WESTWOOD GALLERY NYC presented a solo exhibition of artwork by New York artist, Will Insley (1929-2011). ONECITY, envisioned by Insley is a 675 mile square architectural labyrinth of mythology buried in the central North American plains. It is designed as an imaginary city to house 400 million people of the time, considered the entire population of the United States. During the era of ONECITY the outer rim of the country is uninhabitable, possibly due to environmental devastation.
The drawings on exhibit represent architectural renderings of abstract buildings that surround ONECITY as vacant ruins to be abandoned after they are built. Insley created over 40 drawings of abstract buildings, originally shown in his exhibition at the Solomon Guggenheim Museum, NYC in 1984. Insley’s extensive architectural design contained more than 14,000 buildings on the outskirts, with each unit two and half miles wide, rendered through drawings and sculptures photographed in the landscape and turned into photo-montages.

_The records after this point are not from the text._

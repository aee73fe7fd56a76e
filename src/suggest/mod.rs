//! Candidate-name suggestion.
//!
//! Two variants behind one trait: a content slug (always available) and an
//! external model command (used when configured). Both return a bare stem
//! without extension; the batch orchestrator re-attaches the source file's
//! extension and runs the result through the uniqueness resolver.

mod model;
mod slug;

pub use model::ModelSuggester;
pub use slug::{SlugSuggester, FALLBACK_STEM};

use std::fmt;
use std::path::Path;
use std::str::FromStr;
use tracing::warn;

use crate::config::Config;
use crate::errors::RenamerError;

/// Produces a candidate filename stem for one file.
pub trait Suggester {
    fn suggest(&self, file: &Path) -> Result<String, RenamerError>;
}

/// Suggestion method exposed to users/config.
#[derive(Debug, Clone, Copy, PartialEq, Eq, Default)]
pub enum SuggestMethod {
    /// Slug built from the file's own content.
    #[default]
    Slugify,
    /// External model command emitting {"suggested_filename": ...} JSON.
    Model,
}

impl SuggestMethod {
    /// Parse common string names (case-insensitive).
    pub fn parse(s: &str) -> Option<Self> {
        match s.to_ascii_lowercase().as_str() {
            "slugify" | "slug" | "content" => Some(SuggestMethod::Slugify),
            "model" | "llm" => Some(SuggestMethod::Model),
            _ => None,
        }
    }
}

impl fmt::Display for SuggestMethod {
    fn fmt(&self, f: &mut fmt::Formatter<'_>) -> fmt::Result {
        let s = match self {
            SuggestMethod::Slugify => "slugify",
            SuggestMethod::Model => "model",
        };
        f.write_str(s)
    }
}

impl FromStr for SuggestMethod {
    type Err = String;
    fn from_str(s: &str) -> Result<Self, Self::Err> {
        Self::parse(s).ok_or_else(|| format!("invalid suggestion method: '{s}'"))
    }
}

/// Pick the suggester for a batch. The model variant needs a configured
/// command; without one we warn and fall back to the content slug so the
/// batch still runs.
pub fn suggester_for(cfg: &Config) -> Box<dyn Suggester> {
    match cfg.method {
        SuggestMethod::Model => match cfg.model_command.as_deref() {
            Some(cmd) if !cmd.trim().is_empty() => {
                Box::new(ModelSuggester::new(cmd, cfg.max_read_bytes))
            }
            _ => {
                warn!("model method requested but no model_command configured; using content slug");
                Box::new(SlugSuggester::from_config(cfg))
            }
        },
        SuggestMethod::Slugify => Box::new(SlugSuggester::from_config(cfg)),
    }
}
//! Core library for `ai_rename`.
//!
//! Contains the naming logic: config loading, candidate suggestion and the
//! uniqueness resolver that turns a suggested name into one guaranteed not to
//! collide with existing files or with names already picked earlier in the
//! same batch. Keep the library small and ergonomic: a Config type with
//! sensible defaults, a Suggester trait with two implementations, and pure
//! functions for resolution.

pub mod batch;
pub mod cli;
pub mod config;
pub mod errors;
pub mod output;
pub mod resolver;
pub mod shutdown;
pub mod suggest;

pub use batch::{apply_renames, plan_batch, RenameOutcome, RenamePlan};
pub use config::{default_config_path, Config, LogLevel};
pub use errors::RenamerError;
pub use resolver::{resolve_unique, ClaimedNames, MAX_REGEN_ATTEMPTS};
pub use suggest::{suggester_for, SuggestMethod, Suggester};
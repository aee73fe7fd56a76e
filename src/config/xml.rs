//! XML configuration support.
//! - Loads settings from config.xml (quick_xml).
//! - Creates a template on first run (unless AI_RENAME_CONFIG is set).
//!
//! Notes:
//! - This module only reads/writes the config file; flag precedence over the
//!   loaded values is applied by the CLI layer.
//! - Unknown XML fields are a hard parse error (serde deny_unknown_fields)
//!   so typos surface instead of silently falling back to defaults.

use anyhow::{Context, Result};
use quick_xml::de::from_str as from_xml_str;
use serde::Deserialize;
use std::env;
use std::fs;
use std::path::{Path, PathBuf};
use tracing::info;

use super::paths::{default_config_path, default_log_path, path_has_symlink_ancestor};
use super::types::{Config, LogLevel};
use super::{CONFIG_ENV, MAX_READ_BYTES_DEFAULT, SLUG_MAX_WORDS_DEFAULT};
use crate::suggest::SuggestMethod;

/// Struct mirroring the XML config for deserialization.
#[derive(Debug, Deserialize)]
#[serde(rename = "config")]
#[serde(deny_unknown_fields)]
struct XmlConfig {
    method: Option<String>,
    model_command: Option<String>,
    #[serde(default, deserialize_with = "de_usize_trimmed_opt")]
    max_read_bytes: Option<usize>,
    #[serde(default, deserialize_with = "de_usize_trimmed_opt")]
    slug_max_words: Option<usize>,
    log_level: Option<String>,
    log_file: Option<String>,
}

// Custom deserializer that trims surrounding whitespace for optional usize
fn de_usize_trimmed_opt<'de, D>(deserializer: D) -> Result<Option<usize>, D::Error>
where
    D: serde::Deserializer<'de>,
{
    let opt: Option<String> = Option::deserialize(deserializer)?;
    Ok(opt.and_then(|s| s.trim().parse::<usize>().ok()))
}

fn xml_to_config(parsed: XmlConfig) -> Config {
    let mut cfg = Config::default();

    if let Some(s) = parsed.method.as_deref()
        && let Ok(m) = s.trim().parse::<SuggestMethod>()
    {
        cfg.method = m;
    }
    if let Some(s) = parsed.model_command.as_deref() {
        let trimmed = s.trim();
        if !trimmed.is_empty() {
            cfg.model_command = Some(trimmed.to_string());
        }
    }
    if let Some(n) = parsed.max_read_bytes
        && n > 0
    {
        cfg.max_read_bytes = n;
    }
    if let Some(n) = parsed.slug_max_words
        && n > 0
    {
        cfg.slug_max_words = n;
    }
    if let Some(s) = parsed.log_level.as_deref()
        && let Ok(level) = s.trim().parse::<LogLevel>()
    {
        cfg.log_level = level;
    }
    if let Some(s) = parsed.log_file.as_deref() {
        let trimmed = s.trim();
        if !trimmed.is_empty() {
            cfg.log_file = Some(PathBuf::from(trimmed));
        }
    }

    cfg
}

/// Load a Config from a specific XML file path (quick_xml).
pub fn load_config_from_xml_path(path: &Path) -> Result<Config> {
    let contents =
        fs::read_to_string(path).with_context(|| format!("read config xml '{}'", path.display()))?;
    let parsed: XmlConfig =
        from_xml_str(&contents).with_context(|| format!("parse config xml '{}'", path.display()))?;
    Ok(xml_to_config(parsed))
}

/// Load the effective Config: AI_RENAME_CONFIG if set (must parse), else the
/// platform default path if a file exists there, else built-in defaults.
pub fn load_config() -> Result<Config> {
    let path = default_config_path()?;
    if path.exists() {
        return load_config_from_xml_path(&path);
    }
    if env::var_os(CONFIG_ENV).is_some() {
        // An explicit path that is missing is a user mistake, not a first run.
        anyhow::bail!("{CONFIG_ENV} points at '{}' but no file exists there", path.display());
    }
    Ok(Config::default())
}

/// Create default template config file and parent directory (best-effort
/// conservative permissions on Unix: dir 0700, file 0600).
pub fn create_template_config(path: &Path) -> Result<()> {
    if path_has_symlink_ancestor(path)? {
        anyhow::bail!(
            "Refusing to create config: ancestor of {} is a symlink",
            path.display()
        );
    }

    if let Some(parent) = path.parent() {
        fs::create_dir_all(parent)?;
        #[cfg(unix)]
        {
            use std::os::unix::fs::PermissionsExt;
            let _ = fs::set_permissions(parent, fs::Permissions::from_mode(0o700));
        }
    }

    let suggested_log = default_log_path()
        .map(|p| p.display().to_string())
        .unwrap_or_else(|_| "/path/to/ai_rename.log".into());

    let content = format!(
        "<!--\n  ai_rename configuration (XML)\n\n  Fields:\n    method          -> slugify | model\n    model_command   -> command run per file for method=model; the file path is\n                       appended as the last argument and stdout is scanned for\n                       {{\"suggested_filename\": \"...\"}}\n    max_read_bytes  -> how much of each file the slug suggester reads\n    slug_max_words  -> how many words the content slug keeps\n    log_level       -> quiet | normal | info | debug\n    log_file        -> path to log file (optional; stdout/stderr still used)\n\n  Notes:\n    - CLI flags override XML values.\n-->\n<config>\n  <method>slugify</method>\n  <model_command></model_command>\n  <max_read_bytes>{}</max_read_bytes>\n  <slug_max_words>{}</slug_max_words>\n  <log_level>normal</log_level>\n  <log_file>{}</log_file>\n</config>\n",
        MAX_READ_BYTES_DEFAULT, SLUG_MAX_WORDS_DEFAULT, suggested_log
    );

    fs::write(path, content)?;
    #[cfg(unix)]
    {
        use std::os::unix::fs::PermissionsExt;
        let _ = fs::set_permissions(path, fs::Permissions::from_mode(0o600));
    }

    info!("Created template config at {}", path.display());
    Ok(())
}

/// Create default config if AI_RENAME_CONFIG not set; return the created path
/// so the CLI can inform the user.
pub fn ensure_default_config_exists() -> Option<PathBuf> {
    if env::var_os(CONFIG_ENV).is_some() {
        return None;
    }

    let cfg_path = default_config_path().ok()?;
    if cfg_path.exists() {
        return None;
    }

    match create_template_config(&cfg_path) {
        Ok(()) => Some(cfg_path),
        Err(e) => {
            eprintln!(
                "Failed to create template config at {}: {}",
                cfg_path.display(),
                e
            );
            None
        }
    }
}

In Insley’s view, who developed a complete sociopolitical structure for the community, ONECITY has a daily democratic voting system to address its various matters, with no designated leader to direct the community affairs. Rather than following an upward-mobile religious hierarchy, the citizens honor the horizon separating the earthly from the celestial as a holy, sacred expanse. In the center of ONECITY lies the Opaque library, considered to be "the seed and soul" of the city, due to its contents of publicly withheld secrets and confidential information. The Ninth Arena is reserved for criminals whose punishment is to eliminate one another in "Theaters of Death."
WALL FRAGMENTS
Insley's "Wall Fragments", large scale acrylic on masonite paintings, are seen by the artist as remnants of ONECITY's walls. He asserts "if there are wall fragments, there must be buildings; if buildings, a city, if a city, a civilization, if a civilization, a religion; -- all the ingredients to form a mythological context." Through this contextual frame, Insley builds an abstract civilization shaped by logic, dimension and spatial theories along with the complex relations of citizens existing in a futuristic society, to create a geometrically-based metropolitan environment.





Diane Waldman, Deputy Director, Guggenheim Museum, 1984 states about Insley and ONECITY: "By means of his geometric imagery [Insley] explores the potential of an architecture unlimited by the restrictions of reality; perhaps paradoxically, through the cool and rational appearance of his art he elaborates the myth of a dark and mysterious civilization outside of normal time".